Premiere: 11 December 2008 at Boston University, Boston, MA
Ensemble conducted by Lidiya Yankovskaya
Duration: 11’
Instrumentation: flute (doubling alto flute), clarinet, horn, 1 percussion (sizzle cym/wood chimes/marimba/4 tom-toms/vibes/ratchet/tubular bells), piano, violin, cello
Critical Reception:
“Ligeti’s influence was illustrated by Jonathan Blumhofer’s septet …einfach/schwer…?, conducted by Avlana Eisenberg: aviaries of extended techniques, nimbly woven together, occasionally coalescing into folkish, foot-stompable melodies—down-to-earth content launched into floating, sonic clouds.”
Matthew Guerrieri, New Music Box (28 September 2011)
Performance Note:
The piece that became …einfach/schwer…? began in Prague in 2006 as a composition for voice and Pierrot ensemble that I intended as a memorial work for the composer Gyorgy Ligeti and the mezzo-soprano Lorraine Hunt Lieberson, both of whom died that summer. After encountering a number of creative roadblocks, I put the project aside until autumn 2007, when I again took it up as a doctoral student at Boston University.

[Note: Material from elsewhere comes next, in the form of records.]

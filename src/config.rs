//! # Configuration Management Module
//!
//! Persistent application settings stored in platform-appropriate locations.
//! Handles loading, saving, and providing defaults for configuration options.
//!
//! ## Settings
//! - `enable_autoconnect`: Connect to the first listed sensor after a scan
//! - `priority_device_id`: Sensor listed first after a scan
//! - `scan_timeout_secs`, `connect_timeout_secs`: BLE operation bounds
//! - `service_uuid`, `characteristic_uuid`: GATT target of the EMG stream
//! - `sample_window_len`, `synthetic_interval_ms`: live sample display
//! - `[health]`: refresh interval, query timeout and placeholder policy
//!
//! ## Storage Location
//! - macOS: ~/Library/Application Support/fitsense/config.toml
//! - Linux: ~/.config/fitsense/config.toml
//! - Windows: %APPDATA%\fitsense\config.toml
//!
//! Every field has a default, so a partial file loads and missing keys keep
//! their defaults.

use crate::error::ConfigError;
use crate::gatt::{TargetUuids, UUID_SENSOR_CHARACTERISTIC, UUID_SENSOR_SERVICE};
use crate::health::HealthSettings;
use crate::sensor::DeviceSettings;
use crate::timeseries::DEFAULT_WINDOW_LEN;
use serde::{Deserialize, Serialize};
use std::fs;
use std::path::{Path, PathBuf};
use std::time::Duration;
use uuid::Uuid;

#[derive(Debug, Clone, PartialEq, Serialize, Deserialize)]
#[serde(default)]
pub struct Config {
    pub enable_autoconnect: bool,
    pub priority_device_id: Option<String>,
    pub scan_timeout_secs: u64,
    pub service_uuid: Uuid,
    pub characteristic_uuid: Uuid,
    pub sample_window_len: usize,
    pub synthetic_interval_ms: u64,
    pub connect_timeout_secs: u64,
    pub health: HealthConfig,
}

#[derive(Debug, Clone, PartialEq, Serialize, Deserialize)]
#[serde(default)]
pub struct HealthConfig {
    pub refresh_interval_secs: u64,
    pub query_timeout_secs: u64,
    /// Exercise minutes shown when no activity data exists; negative disables it
    pub exercise_placeholder_minutes: f64,
    pub periodic_refresh: bool,
    /// Record a synthetic workout at startup
    pub seed_synthetic_activity: bool,
}

impl Default for Config {
    fn default() -> Self {
        Self {
            enable_autoconnect: false,
            priority_device_id: None,
            scan_timeout_secs: 5,
            service_uuid: UUID_SENSOR_SERVICE,
            characteristic_uuid: UUID_SENSOR_CHARACTERISTIC,
            sample_window_len: DEFAULT_WINDOW_LEN,
            synthetic_interval_ms: 100,
            connect_timeout_secs: 10,
            health: HealthConfig::default(),
        }
    }
}

impl Default for HealthConfig {
    fn default() -> Self {
        Self {
            refresh_interval_secs: 30,
            query_timeout_secs: 10,
            exercise_placeholder_minutes: 30.0,
            periodic_refresh: true,
            seed_synthetic_activity: false,
        }
    }
}

impl Config {
    /// Get the path to the config file
    pub fn config_path() -> PathBuf {
        dirs::config_dir()
            .unwrap_or_else(|| PathBuf::from("."))
            .join("fitsense")
            .join("config.toml")
    }

    /// Load config from file, or create default if it doesn't exist
    pub fn load() -> Result<Self, ConfigError> {
        Self::load_from(&Self::config_path())
    }

    pub fn load_from(path: &Path) -> Result<Self, ConfigError> {
        match fs::read_to_string(path) {
            Ok(contents) => {
                let config = toml::from_str(&contents).map_err(ConfigError::ParseFailed)?;
                Ok(config)
            }
            Err(e) if e.kind() == std::io::ErrorKind::NotFound => {
                // File doesn't exist, create default
                let config = Self::default();
                config.save_to(path)?;
                log::info!("Created default config at {}", path.display());
                Ok(config)
            }
            Err(e) => Err(ConfigError::ReadFailed(e)),
        }
    }

    /// Save config to file, creating parent directories
    pub fn save_to(&self, path: &Path) -> Result<(), ConfigError> {
        // Create parent directory if it doesn't exist
        if let Some(parent) = path.parent() {
            fs::create_dir_all(parent).map_err(ConfigError::WriteFailed)?;
        }

        let toml_string = toml::to_string_pretty(self).map_err(ConfigError::SerializeFailed)?;
        fs::write(path, toml_string).map_err(ConfigError::WriteFailed)?;

        Ok(())
    }

    pub fn scan_timeout(&self) -> Duration {
        Duration::from_secs(self.scan_timeout_secs.max(1))
    }

    /// Device manager settings derived from this config
    pub fn device_settings(&self) -> DeviceSettings {
        DeviceSettings {
            target: TargetUuids {
                service: self.service_uuid,
                characteristic: self.characteristic_uuid,
            },
            window_len: self.sample_window_len,
            synthetic_interval: Duration::from_millis(self.synthetic_interval_ms.max(1)),
            connect_timeout: Duration::from_secs(self.connect_timeout_secs.max(1)),
        }
    }

    /// Aggregator settings derived from this config
    pub fn health_settings(&self) -> HealthSettings {
        let placeholder = self.health.exercise_placeholder_minutes;
        HealthSettings {
            refresh_interval: Duration::from_secs(self.health.refresh_interval_secs.max(1)),
            query_timeout: Duration::from_secs(self.health.query_timeout_secs.max(1)),
            exercise_placeholder: (placeholder >= 0.0).then_some(placeholder),
            ..HealthSettings::default()
        }
    }
}

#[cfg(test)]
mod tests {
    use super::*;

    #[test]
    fn test_default_config() {
        let config = Config::default();
        assert!(!config.enable_autoconnect);
        assert_eq!(config.priority_device_id, None);
        assert_eq!(config.scan_timeout_secs, 5);
        assert_eq!(config.sample_window_len, 20);
        assert_eq!(config.health.refresh_interval_secs, 30);
        assert_eq!(config.health.exercise_placeholder_minutes, 30.0);
    }

    #[test]
    fn test_config_serialization() {
        let config = Config {
            enable_autoconnect: true,
            priority_device_id: Some("AA:BB:CC:DD:EE:FF".to_string()),
            ..Config::default()
        };

        let toml_str = toml::to_string(&config).expect("Failed to serialize");
        assert!(toml_str.contains("enable_autoconnect = true"));
        assert!(toml_str.contains("priority_device_id = \"AA:BB:CC:DD:EE:FF\""));
        assert!(toml_str.contains("12345678-1234-5678-1234-567812345678"));
        assert!(toml_str.contains("[health]"));
    }

    #[test]
    fn test_partial_config_keeps_defaults() {
        let toml_str = r#"
            enable_autoconnect = true
            scan_timeout_secs = 8

            [health]
            periodic_refresh = false
        "#;

        let config: Config = toml::from_str(toml_str).expect("Failed to deserialize");
        assert!(config.enable_autoconnect);
        assert_eq!(config.scan_timeout(), Duration::from_secs(8));
        assert_eq!(config.connect_timeout_secs, 10);
        assert!(!config.health.periodic_refresh);
        assert_eq!(config.health.query_timeout_secs, 10);
    }

    #[test]
    fn test_invalid_config_is_a_parse_error() {
        let dir = tempfile::tempdir().expect("tempdir");
        let path = dir.path().join("config.toml");
        fs::write(&path, "scan_timeout_secs = \"soon\"").expect("write");

        assert!(matches!(Config::load_from(&path), Err(ConfigError::ParseFailed(_))));
    }

    #[test]
    fn test_config_load_creates_default() {
        let dir = tempfile::tempdir().expect("tempdir");
        let path = dir.path().join("nested").join("config.toml");

        let config = Config::load_from(&path).expect("Failed to load config");
        assert_eq!(config, Config::default());
        assert!(path.exists());
    }

    #[test]
    fn test_config_round_trip_through_file() {
        let dir = tempfile::tempdir().expect("tempdir");
        let path = dir.path().join("config.toml");
        let mut config = Config::default();
        config.sample_window_len = 40;
        config.health.exercise_placeholder_minutes = -1.0;

        config.save_to(&path).expect("save");
        let loaded = Config::load_from(&path).expect("load");
        assert_eq!(loaded, config);
        assert_eq!(loaded.health_settings().exercise_placeholder, None);
        assert_eq!(loaded.device_settings().window_len, 40);
    }

    #[test]
    fn test_derived_settings() {
        let config = Config::default();
        let device = config.device_settings();
        assert_eq!(device.target, TargetUuids::default());
        assert_eq!(device.synthetic_interval, Duration::from_millis(100));
        assert_eq!(device.connect_timeout, Duration::from_secs(10));

        let health = config.health_settings();
        assert_eq!(health.refresh_interval, Duration::from_secs(30));
        assert_eq!(health.exercise_placeholder, Some(30.0));
    }

    #[test]
    fn test_zero_timeouts_are_clamped() {
        let mut config = Config::default();
        config.scan_timeout_secs = 0;
        config.connect_timeout_secs = 0;
        config.synthetic_interval_ms = 0;
        config.health.query_timeout_secs = 0;
        config.health.refresh_interval_secs = 0;

        assert_eq!(config.scan_timeout(), Duration::from_secs(1));
        let device = config.device_settings();
        assert_eq!(device.connect_timeout, Duration::from_secs(1));
        assert_eq!(device.synthetic_interval, Duration::from_millis(1));

        let health = config.health_settings();
        assert_eq!(health.query_timeout, Duration::from_secs(1));
        assert_eq!(health.refresh_interval, Duration::from_secs(1));
    }
}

Even after a year away from my sketches, however, I was unsure of what form the effort ought to take until a chance encounter with Nicholas Maw’s Ghost Dances shined a needed light on my creative path. The bulk of …einfach/schwer…?, then, was written in the winter months of 2007 and ’08, before I undertook some slight revisions in 2011.
In terms of form, …einfach/schwer…? is cast in two connected movements, which are framed by three shorter sections; the opening and closing ones share material, so there is a sense of arch form here that’s perhaps a bit reminiscent of Bartók. The primary materials are derived from the eleventh movement of Ligeti’s Musica ricercata (the one that involves all twelve pitches of the chromatic scale), though those connections are shrouded by various rhythmic, textural, and melodic transformations.
A word about the title: “…einfach/schwer…?” basically translates into “simple/difficult.” I meant for the moniker to refer more to the work’s tortured compositional process than anything else, though performers have brought to my attention that the description might apply just as well to the music’s rhythmic complexity.